Emeutes dans plusieurs villes d'Espagne pour dénoncer l'arrestation du rappeur Pablo Hasél

20 Février, 2021, 03:21 | Auteur: Ruben Ruiz
  • Capture d'écran prise sur Twitter le 18/02/2021	 Capture d'écran prise sur Twitter le 18/02/2021

En Catalogne, la police régionale a interpellé 33 personnes, dont dix à Barcelone et 14 à Lérida.

Après la condamnation à 9 mois de prison du rappeur Pablo Hasél pour des tweets critiquant les forces de l'ordre mais aussi la monarchie, de nombreuses manifestations ont été organisées en Espagne.

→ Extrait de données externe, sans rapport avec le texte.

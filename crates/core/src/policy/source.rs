use crate::domain::{Conversation, Identity, OrgId};
use crate::policy::{DenyReason, MembershipPolicy, SourcePolicy, Verdict};

/// Decides whether `author` may trigger a broadcast.
///
/// The sender list, when enabled, is the only rule consulted: configuring both
/// restrictions means the list governs and org membership is not checked.
pub fn authorize(author: &Identity, agent_org: &OrgId, policy: &SourcePolicy) -> Verdict {
    if policy.restrict_to_sender_list {
        let listed = policy.sender_list.iter().any(|key| author.matches_key(key));
        return if listed { Verdict::Allow } else { Verdict::Deny(DenyReason::NotInSenderList) };
    }

    if policy.restrict_to_own_org && &author.org_id != agent_org {
        return Verdict::Deny(DenyReason::ForeignOrganization);
    }

    Verdict::Allow
}

/// Decides whether the agent may remain in a conversation it was added to.
pub fn accept_membership(
    conversation: &Conversation,
    agent_org: &OrgId,
    policy: &MembershipPolicy,
) -> Verdict {
    if policy.restrict_to_own_org && !conversation.is_owned_by(agent_org) {
        return Verdict::Deny(DenyReason::ForeignOrganization);
    }
    Verdict::Allow
}

#[cfg(test)]
mod tests {
    use std::collections::BTreeSet;

    use super::{accept_membership, authorize};
    use crate::domain::{Conversation, ConversationKind, Identity, OrgId};
    use crate::policy::{DenyReason, MembershipPolicy, SourcePolicy, Verdict};

    fn author(org: &str) -> Identity {
        Identity::new("P-AUTHOR", "Ada Lovelace", "ada@example.com", org)
    }

    fn sender_list(entries: &[&str]) -> BTreeSet<String> {
        entries.iter().map(|entry| (*entry).to_owned()).collect()
    }

    #[test]
    fn sender_list_governs_regardless_of_org() {
        let agent_org = OrgId("ORG-X".to_owned());
        for restrict_to_own_org in [false, true] {
            let listed = SourcePolicy {
                restrict_to_own_org,
                restrict_to_sender_list: true,
                sender_list: sender_list(&["P-AUTHOR"]),
            };
            let unlisted =
                SourcePolicy { sender_list: sender_list(&["P-OTHER"]), ..listed.clone() };

            assert_eq!(authorize(&author("ORG-Y"), &agent_org, &listed), Verdict::Allow);
            assert_eq!(authorize(&author("ORG-X"), &agent_org, &listed), Verdict::Allow);
            assert_eq!(
                authorize(&author("ORG-X"), &agent_org, &unlisted),
                Verdict::Deny(DenyReason::NotInSenderList)
            );
        }
    }

    #[test]
    fn sender_list_matches_primary_email() {
        let policy = SourcePolicy {
            restrict_to_own_org: false,
            restrict_to_sender_list: true,
            sender_list: sender_list(&["Ada@Example.com"]),
        };

        let verdict = authorize(&author("ORG-Y"), &OrgId("ORG-X".to_owned()), &policy);
        assert!(verdict.is_allowed());
    }

    #[test]
    fn empty_sender_list_denies_everyone() {
        let policy = SourcePolicy {
            restrict_to_own_org: false,
            restrict_to_sender_list: true,
            sender_list: BTreeSet::new(),
        };

        let verdict = authorize(&author("ORG-X"), &OrgId("ORG-X".to_owned()), &policy);
        assert_eq!(verdict, Verdict::Deny(DenyReason::NotInSenderList));
    }

    #[test]
    fn own_org_restriction_compares_author_and_agent_org() {
        let policy = SourcePolicy::default();
        let agent_org = OrgId("ORG-X".to_owned());

        assert_eq!(authorize(&author("ORG-X"), &agent_org, &policy), Verdict::Allow);
        assert_eq!(
            authorize(&author("ORG-Y"), &agent_org, &policy),
            Verdict::Deny(DenyReason::ForeignOrganization)
        );
    }

    #[test]
    fn unrestricted_policy_allows_unconditionally() {
        let policy = SourcePolicy {
            restrict_to_own_org: false,
            restrict_to_sender_list: false,
            sender_list: sender_list(&["P-OTHER"]),
        };

        assert!(authorize(&author("ORG-Z"), &OrgId("ORG-X".to_owned()), &policy).is_allowed());
    }

    #[test]
    fn membership_restriction_rejects_foreign_and_unknown_owners() {
        let agent_org = OrgId("ORG-X".to_owned());
        let policy = MembershipPolicy { restrict_to_own_org: true };

        let own = Conversation::new("R-1", ConversationKind::Group, Some("ORG-X"));
        let foreign = Conversation::new("R-2", ConversationKind::Group, Some("ORG-Y"));
        let unknown = Conversation::new("R-3", ConversationKind::Group, None);

        assert!(accept_membership(&own, &agent_org, &policy).is_allowed());
        assert!(!accept_membership(&foreign, &agent_org, &policy).is_allowed());
        assert!(!accept_membership(&unknown, &agent_org, &policy).is_allowed());
        assert!(accept_membership(&foreign, &agent_org, &MembershipPolicy::default()).is_allowed());
    }
}
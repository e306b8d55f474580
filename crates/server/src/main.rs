mod bootstrap;
mod health;
mod ingress;

use std::time::Duration;

use anyhow::Result;
use axum::Router;
use relay_core::config::{AppConfig, LoadOptions};
use tracing_subscriber::EnvFilter;

fn init_logging(config: &AppConfig) {
    use relay_core::config::LogFormat::*;

    let filter = EnvFilter::try_from_default_env()
        .unwrap_or_else(|_| EnvFilter::new(config.logging.level.as_str()));

    match config.logging.format {
        Compact => {
            tracing_subscriber::fmt().with_target(false).with_env_filter(filter).compact().init();
        }
        Pretty => {
            tracing_subscriber::fmt().with_target(false).with_env_filter(filter).pretty().init();
        }
        Json => {
            tracing_subscriber::fmt().with_target(false).with_env_filter(filter).json().init();
        }
    }
}

#[tokio::main]
async fn main() -> Result<()> {
    run().await
}

pub async fn run() -> Result<()> {
    // Logging depends on the loaded config, so config errors go to stderr via anyhow.
    let config = AppConfig::load(LoadOptions::default())?;
    init_logging(&config);

    let app = bootstrap::bootstrap_with_config(config)?;

    let webhooks = bootstrap::register_public_webhooks(&app).await;
    if let bootstrap::WebhookStatus::Registered { created, removed, .. } = &webhooks {
        tracing::info!(
            event_name = "system.server.webhooks_registered",
            correlation_id = "bootstrap",
            removed = *removed,
            created = *created,
            "webhooks point at this instance"
        );
    }

    let routes = Router::new()
        .merge(ingress::router(ingress::IngressState::new(app.engine.clone())))
        .merge(health::router(health::HealthState::new(app.config.clone(), webhooks)));

    let address = format!("{}:{}", app.config.server.bind_address, app.config.server.port);
    let listener = tokio::net::TcpListener::bind(&address).await?;
    tracing::info!(
        event_name = "system.server.started",
        correlation_id = "bootstrap",
        bind_address = %address,
        webhook_route = ingress::WEBHOOK_ROUTE,
        "relay-server listening"
    );

    let (stop_tx, stop_rx) = tokio::sync::oneshot::channel::<()>();
    let server = tokio::spawn(async move {
        axum::serve(listener, routes)
            .with_graceful_shutdown(async {
                let _ = stop_rx.await;
            })
            .await
    });

    wait_for_shutdown().await?;
    tracing::info!(
        event_name = "system.server.stopping",
        correlation_id = "shutdown",
        grace_secs = app.config.server.graceful_shutdown_secs,
        "relay-server stopping"
    );
    let _ = stop_tx.send(());

    let grace = Duration::from_secs(app.config.server.graceful_shutdown_secs);
    match tokio::time::timeout(grace, server).await {
        Ok(joined) => joined??,
        Err(_) => tracing::warn!(
            event_name = "system.server.shutdown_timeout",
            correlation_id = "shutdown",
            "in-flight webhooks did not finish within the grace period"
        ),
    }

    Ok(())
}

async fn wait_for_shutdown() -> Result<()> {
    tokio::signal::ctrl_c().await?;
    Ok(())
}
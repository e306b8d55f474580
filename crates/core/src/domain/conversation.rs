use serde::{Deserialize, Serialize};

use crate::domain::identity::OrgId;

#[derive(Clone, Debug, PartialEq, Eq, Hash, PartialOrd, Ord, Serialize, Deserialize)]
pub struct ConversationId(pub String);

impl std::fmt::Display for ConversationId {
    fn fmt(&self, f: &mut std::fmt::Formatter<'_>) -> std::fmt::Result {
        f.write_str(&self.0)
    }
}

#[derive(Clone, Copy, Debug, PartialEq, Eq, Hash, Serialize, Deserialize)]
#[serde(rename_all = "snake_case")]
pub enum ConversationKind {
    Group,
    Direct,
}

impl ConversationKind {
    pub fn as_str(&self) -> &'static str {
        match self {
            Self::Group => "group",
            Self::Direct => "direct",
        }
    }
}

/// Announcement mode restricts posting to moderators.
#[derive(Clone, Copy, Debug, PartialEq, Eq, Hash, Serialize, Deserialize, Default)]
#[serde(rename_all = "snake_case")]
pub enum ModerationMode {
    #[default]
    Open,
    Announcement,
}

/// A group space or one-to-one thread. `owner_org` is `None` when the
/// platform does not report an owner and the resolver could not supply one.
#[derive(Clone, Debug, PartialEq, Eq, Serialize, Deserialize)]
pub struct Conversation {
    pub id: ConversationId,
    pub title: String,
    pub kind: ConversationKind,
    pub owner_org: Option<OrgId>,
    pub moderation: ModerationMode,
}

impl Conversation {
    pub fn new(id: impl Into<String>, kind: ConversationKind, owner_org: Option<&str>) -> Self {
        Self {
            id: ConversationId(id.into()),
            title: String::new(),
            kind,
            owner_org: owner_org.map(|org| OrgId(org.to_owned())),
            moderation: ModerationMode::Open,
        }
    }

    pub fn titled(mut self, title: impl Into<String>) -> Self {
        self.title = title.into();
        self
    }

    pub fn moderated(mut self, moderation: ModerationMode) -> Self {
        self.moderation = moderation;
        self
    }

    pub fn is_owned_by(&self, org: &OrgId) -> bool {
        self.owner_org.as_ref() == Some(org)
    }
}
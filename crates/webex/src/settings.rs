use std::time::Duration;

use relay_core::config::AppConfig;
use relay_core::{BroadcastPolicy, Locale};

/// The slice of configuration the engine reads on every event.
#[derive(Clone, Debug, PartialEq, Eq)]
pub struct RelaySettings {
    pub policy: BroadcastPolicy,
    pub locale: Locale,
    pub delivery_timeout: Duration,
}

impl Default for RelaySettings {
    fn default() -> Self {
        Self {
            policy: BroadcastPolicy::default(),
            locale: Locale::default(),
            delivery_timeout: Duration::from_secs(20),
        }
    }
}

impl RelaySettings {
    pub fn from_config(config: &AppConfig) -> Self {
        Self {
            policy: config.policy.clone(),
            locale: config.locale,
            delivery_timeout: Duration::from_secs(config.platform.delivery_timeout_secs),
        }
    }
}

#[cfg(test)]
mod tests {
    use std::time::Duration;

    use relay_core::config::AppConfig;
    use relay_core::Locale;

    use super::RelaySettings;

    #[test]
    fn settings_follow_loaded_config() {
        let mut config = AppConfig::default();
        config.locale = Locale::CsCz;
        config.platform.delivery_timeout_secs = 7;
        config.policy.destination.restrict_to_own_org = true;

        let settings = RelaySettings::from_config(&config);

        assert_eq!(settings.locale, Locale::CsCz);
        assert_eq!(settings.delivery_timeout, Duration::from_secs(7));
        assert!(settings.policy.destination.restrict_to_own_org);
    }
}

Les manifestations ont été marquées par des affrontements entre policiers et manifestants qui se sont soldés par quinze arrestations, a déclaré une porte-parole de la police catalane.

Devenue pour beaucoup un symbole de la liberté d'expression, l'arrestation de Pablo Hasél a provoqué une importante vague d'indignation en Catalogne et dans le reste de l'Espagne.

L'opposition de droite espagnole a multiplié jeudi les attaques contre le gouvernement, et de vives tensions sont apparues au sein de la coalition de gauche au pouvoir, alors que de nouvelles violences ont éclaté jeudi pendant des manifestations de soutien à un rappeur incarcéré.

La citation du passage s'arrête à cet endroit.